Furthermore, the children in the Ghana trial who received MNP with iron showed a significantly higher number of hospital admissions during the 5 months of active intervention compared with those who received the MNP without iron (156 vs 128 admissions, respectively; RR, 1.23 [95% CI, 1.02–1.49]). The data on disease categories suggest that diarrhea episodes were a common reason for hospital admissions and visits to health care facilities, second only to diagnoses of malaria. This increase in hospital admissions, which by definition constitutes a potentially serious adverse event, was twice as large as that reported for the Pemba trial,4 and adds further to the concerns about the safety of iron administration in highly malaria-endemic environments.
Participants in an expert panel convened by the World Health Organization in 200713 speculated that iron given with foods, either by centralized or point-of-use fortification, would be safe. However, the Ghanaian trial reported by Zlotkin et al in this issue of JAMA now becomes the fourth trial to question this suggestion,5,6,14 and leaves global health policy makers with an unresolved dilemma.

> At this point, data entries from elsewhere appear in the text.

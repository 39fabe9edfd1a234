//! Audio capture, playback, and the PCM bridge to the remote endpoint.
//!
//! Devices sit behind [`AudioInput`] and [`AudioOutput`] so the session can
//! be driven by cpal in production and by fakes in tests.

pub mod bridge;
pub mod capture;
pub mod pcm;
pub mod playback;

use crate::error::Result;
use std::time::Instant;
use tokio::sync::mpsc;

pub use bridge::{AudioBridge, ScheduledPlayback};
pub use pcm::{MediaChunk, PlaybackBuffer};

/// A fixed-size frame of microphone samples.
#[derive(Debug, Clone)]
pub struct CapturedFrame {
    /// Mono f32 samples at `sample_rate`.
    pub samples: Vec<f32>,
    /// Sample rate in Hz.
    pub sample_rate: u32,
    /// When the last sample of this frame was captured.
    pub captured_at: Instant,
}

/// Identifier of one scheduled playback source.
pub type SourceId = u64;

/// A microphone that can be exclusively acquired.
pub trait AudioInput: Send + Sync {
    /// Start capturing into `tx`.
    ///
    /// Capture must never block on `tx`; a full channel drops the frame.
    ///
    /// # Errors
    ///
    /// Returns [`crate::VoiceError::PermissionDenied`] when the microphone
    /// cannot be acquired.
    fn acquire(&self, tx: mpsc::Sender<CapturedFrame>) -> Result<Box<dyn CaptureHandle>>;
}

/// An acquired microphone. Releasing twice is a no-op.
pub trait CaptureHandle: Send {
    fn release(&mut self);
}

/// A speaker that can be exclusively opened.
pub trait AudioOutput: Send + Sync {
    /// # Errors
    ///
    /// Returns [`crate::VoiceError::AudioOutput`] when no output is available.
    fn open(&self) -> Result<Box<dyn PlaybackDevice>>;
}

/// An open output device with a monotonic playback clock.
///
/// Sources are started at absolute clock times and stopped individually.
pub trait PlaybackDevice: Send {
    /// Seconds of audio rendered since the device opened.
    fn current_time(&self) -> f64;
    /// Schedule `buffer` to start at clock time `at` (or now, if `at` is past).
    fn start(&mut self, buffer: &PlaybackBuffer, at: f64) -> SourceId;
    /// Stop a source; unknown or finished ids are ignored.
    fn stop(&mut self, id: SourceId);
    /// Sources that finished playing since the last call.
    fn take_ended(&mut self) -> Vec<SourceId>;
    /// Smoothed output amplitude in \[0, 1\].
    fn level(&self) -> f32;
    /// Stop everything and release the device. Idempotent.
    fn close(&mut self);
}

Until a means of safely administering iron in infectious environments has been developed, there remains an imperative to reduce the infectious burden as a prerequisite to moving poor populations from their current state of widespread iron deficiency and anemia.
Acknowledgments
Drs Prentice, Verhoef, and Cerami reported receiving institutional grant support from the Bill & Melinda Gates Foundation for the HIGH Consortium (Hepcidin and Iron in Global Health). Dr Prentice also reported receiving funding from the Bill & Melinda Gates Foundation for proof-of-principle work related to the possible development of a hepcidin point-of-care diagnostic test; and serving on the Eunice Kennedy Shriver National Institute of Child Health and Human Development Iron and Malaria Research Review Committee. Dr Verhoef also reported receiving funding for the INSTAPA project from the European Union’s Seventh Framework Programme.
Footnotes
Conflict of Interest Disclosures: The authors have completed and submitted the ICMJE Form for Disclosure of Potential Conflicts of Interest.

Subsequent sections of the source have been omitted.